FEATURES_DIR = "train2017_50k_features_en"
CAPTIONS_FILE = "merged_captions.json"
tokenizer = AutoTokenizer.from_pretrained("bert-base-uncased")
tokenizer.bos_token = "[CLS]"
tokenizer.eos_token = "[SEP]"
tokenizer.bos_token_id = tokenizer.convert_tokens_to_ids("[CLS]")
tokenizer.eos_token_id = tokenizer.convert_tokens_to_ids("[SEP]")

max_length = 50
dataset = ImageCaptionDataset(IMAGE_DIR, CAPTIONS_FILE, tokenizer, max_length=max_length, use_features=True, features_dir=FEATURES_DIR)
len(dataset)

50000

In [4]:
# --- Precompute Features ---
# encoder = EfficientNetEncoder()
# precompute_features(dataset, encoder, device, FEATURES_DIR, batch_size=100)

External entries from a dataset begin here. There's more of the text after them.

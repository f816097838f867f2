pub mod api {
    pub mod client;
    pub mod error;
    pub mod models;
}

pub mod logger;
pub mod source;
pub mod ytdlp;
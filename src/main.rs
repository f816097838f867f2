use std::sync::Arc;

use anyhow::{Context, anyhow};
use clap::Parser;
use colored::Colorize;
use futures::stream::{self, StreamExt};
use serde_json::{Value, json};
use tracing::{debug, error, info, warn};

use fsmvid_dl::common::{
    api::client::FsmvidClient,
    logger::PrettyLogger,
    source::{FetchOutcome, MediaSource, resolve},
    ytdlp::YtDlpExtractor,
};
use fsmvid_dl::config::AppConfig;
use fsmvid_dl::parser::{Platform, StreamSelector, detector};
use fsmvid_dl::{log_error, log_info, log_success};

mod cli;

/// 读取配置文件并用命令行参数覆盖
fn build_config(args: &cli::Cli) -> anyhow::Result<AppConfig> {
    let mut config = match &args.config {
        Some(path) => AppConfig::load(path)
            .with_context(|| format!("加载配置文件失败: {}", path.display()))?,
        None => AppConfig::default(),
    };

    if let Some(base_url) = &args.base_url {
        config.api.base_url = base_url.clone();
    }
    if let Some(timeout) = args.timeout {
        config.api.timeout_secs = timeout;
        config.ytdlp.timeout_secs = timeout;
    }
    if let Some(concurrency) = args.concurrency {
        config.concurrency = concurrency;
    }
    if args.fallback_policy {
        config.selector.fallback_to_default = true;
    }

    config.validate()?;
    debug!("配置: {:?}", config);
    Ok(config)
}

async fn create_source(args: &cli::Cli, config: &AppConfig) -> anyhow::Result<Arc<dyn MediaSource>> {
    match args.source {
        cli::SourceKind::Proxy => Ok(Arc::new(FsmvidClient::new(&config.api)?)),
        cli::SourceKind::Ytdlp => {
            let extractor = YtDlpExtractor::new(&config.ytdlp);
            if !extractor.is_available().await {
                warn!("未检测到可用的 yt-dlp: {}", config.ytdlp.binary);
            }
            Ok(Arc::new(extractor))
        }
    }
}

/// 处理单个链接
async fn process_url(
    source: &dyn MediaSource,
    selector: &StreamSelector,
    platform: Option<&str>,
    url: &str,
) -> anyhow::Result<FetchOutcome> {
    detector::parse_input_url(url)?;
    let platform = match platform {
        Some(name) => Platform::from(name),
        None => detector::detect_platform(url)?,
    };
    debug!("平台: {}", platform);

    Ok(resolve(source, selector, &platform, url).await?)
}

/// 所有链接的结果汇总成一个 JSON 数组，失败的链接带 error 字段
fn json_report(outcomes: &[(String, anyhow::Result<FetchOutcome>)]) -> serde_json::Result<Value> {
    let mut entries = Vec::with_capacity(outcomes.len());
    for (url, outcome) in outcomes {
        let entry = match outcome {
            Ok(FetchOutcome::Selected(result)) => json!({"url": url, "result": serde_json::to_value(result)?}),
            Ok(FetchOutcome::Raw(raw)) => json!({"url": url, "result": raw}),
            Err(e) => json!({"url": url, "error": format!("{:#}", e)}),
        };
        entries.push(entry);
    }
    Ok(Value::Array(entries))
}

fn print_outcome(outcome: &FetchOutcome) -> anyhow::Result<()> {
    match outcome {
        FetchOutcome::Selected(result) => {
            debug!("选择摘要: {:?}", result.summary());
            PrettyLogger::media_result(result);
        }
        FetchOutcome::Raw(raw) => {
            PrettyLogger::warning("接口返回了未识别的响应，原样输出");
            println!("{}", serde_json::to_string_pretty(raw)?);
        }
    }
    Ok(())
}

#[tokio::main]
async fn main() -> anyhow::Result<()> {
    let args = cli::Cli::parse();

    // 初始化日志
    let level = if args.verbose {
        tracing::Level::DEBUG
    } else {
        tracing::Level::INFO
    };
    tracing_subscriber::fmt()
        .with_max_level(level)
        .with_writer(std::io::stderr)
        .init();

    let config = build_config(&args)?;
    let selector = Arc::new(StreamSelector::new(config.registry()));
    let source = create_source(&args, &config).await?;
    info!("使用来源 {} 解析 {} 个链接", source.name(), args.urls.len());

    let outcomes = stream::iter(args.urls.iter().cloned())
        .map(|url| {
            let source = Arc::clone(&source);
            let selector = Arc::clone(&selector);
            let platform = args.platform.clone();
            async move {
                let outcome = process_url(source.as_ref(), &selector, platform.as_deref(), &url).await;
                (url, outcome)
            }
        })
        .buffered(config.concurrency)
        .collect::<Vec<_>>()
        .await;

    let total = outcomes.len();
    let mut failed = 0;
    for (url, outcome) in &outcomes {
        match outcome {
            Ok(outcome) if !args.json => print_outcome(outcome)?,
            Ok(_) => {}
            Err(e) => {
                failed += 1;
                error!("解析失败 {}: {:#}", url, e);
                if !args.json {
                    log_error!("{}: {:#}", url, e);
                }
            }
        }
    }
    if args.json {
        println!("{}", serde_json::to_string_pretty(&json_report(&outcomes)?)?);
    }

    if failed == total {
        return Err(anyhow!("全部 {} 个链接解析失败", total));
    }
    if !args.json {
        if failed > 0 {
            log_info!("{} 个成功，{} 个失败", total - failed, failed);
        } else {
            log_success!("{}", "解析完成！".green());
        }
    }
    Ok(())
}

#[cfg(test)]
mod tests {
    use super::*;
    use fsmvid_dl::select_best_streams;

    #[test]
    fn test_json_report_is_single_array() {
        let payload = json!({"title": "T", "medias": [{"type": "audio", "ext": "m4a", "bitrate": 1}]});
        let outcomes = vec![
            (
                "https://youtu.be/a".to_string(),
                Ok(FetchOutcome::Selected(select_best_streams(&payload, "youtube"))),
            ),
            (
                "https://youtu.be/b".to_string(),
                Ok(FetchOutcome::Raw(json!({"status": "error"}))),
            ),
            ("ftp://bad".to_string(), Err(anyhow!("无效的URL"))),
        ];

        let report = json_report(&outcomes).unwrap();
        let text = serde_json::to_string_pretty(&report).unwrap();
        let parsed: Value = serde_json::from_str(&text).unwrap();

        let entries = parsed.as_array().unwrap();
        assert_eq!(entries.len(), 3);
        assert_eq!(entries[0]["result"]["cnt"], 1);
        assert_eq!(entries[1]["result"]["status"], "error");
        assert_eq!(entries[2]["url"], "ftp://bad");
        assert_eq!(entries[2]["error"], "无效的URL");
    }
}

Precomputing features: 100%|██████████| 500/500 [54:52<00:00,  6.58s/it]


In [4]:
# --- Create Train, Validation, and Test Splits ---
batch_size = 32
total_size = len(dataset)
train_size = int(0.8 * total_size)
val_size = int(0.1 * total_size)
test_size = total_size - train_size - val_size
train_dataset, val_dataset, test_dataset = random_split(dataset, [train_size, val_size, test_size])
train_loader = DataLoader(train_dataset, batch_size=batch_size, shuffle=True, pin_memory=True, persistent_workers=True, num_workers=4)
val_loader = DataLoader(val_dataset, batch_size=batch_size, shuffle=False, pin_memory=True, persistent_workers=True, num_workers=4)
test_loader = DataLoader(test_dataset, batch_size=batch_size, shuffle=False, pin_memory=True, persistent_workers=True, num_workers=4)

In [5]:
# --- Hyperparameters ---
embed_dim = 512
num_heads = 8
hidden_dim = 2048
num_layers = 6
dropout = 0.2
feature_dim = 1792
lr = 1e-4
weight_decay = 1e-4


# --- High Compute Hyperparameters --- 
# embed_dim = 256
# hidden_dim = 1024
# num_heads = 16  # More attention heads
# num_layers = 6  # Deeper model
# dropout = 0.2
# feature_dim = 960

# --- Instantiate Encoder, Decoder, and Model ---
encoder = EfficientNetEncoder()
decoder = TransformerDecoder(
    embed_dim=embed_dim,        
    num_heads=num_heads,      
    hidden_dim=hidden_dim,
    vocab_size=tokenizer.vocab_size,
    num_layers=num_layers,    
    max_length=max_length,
    feature_dim=feature_dim,
    dropout=dropout
)
model = ImageCaptionModel(encoder, decoder, use_features=True)

In [6]:
# --- Loss, Optimizer, Scheduler and Training ---
criterion = nn.CrossEntropyLoss(ignore_index=tokenizer.pad_token_id)
optimizer = optim.AdamW(model.parameters(), lr=lr, weight_decay=weight_decay)
scheduler = ReduceLROnPlateau(optimizer, mode='min', factor=0.3, patience=2)
num_epochs = 50

model.train()
model = model.to(device)
criterion = criterion.to(device)
model, optimizer = ipex.optimize(model, optimizer=optimizer)
# model.load_state_dict(torch.load("best_model.pth", weights_only=True))
trainer = ImageCaptionTrainer(model, tokenizer, criterion, optimizer, scheduler, device)



In [7]:
trainer.train(train_loader, val_loader, num_epochs, patience=10, min_delta=0.001, max_length=max_length)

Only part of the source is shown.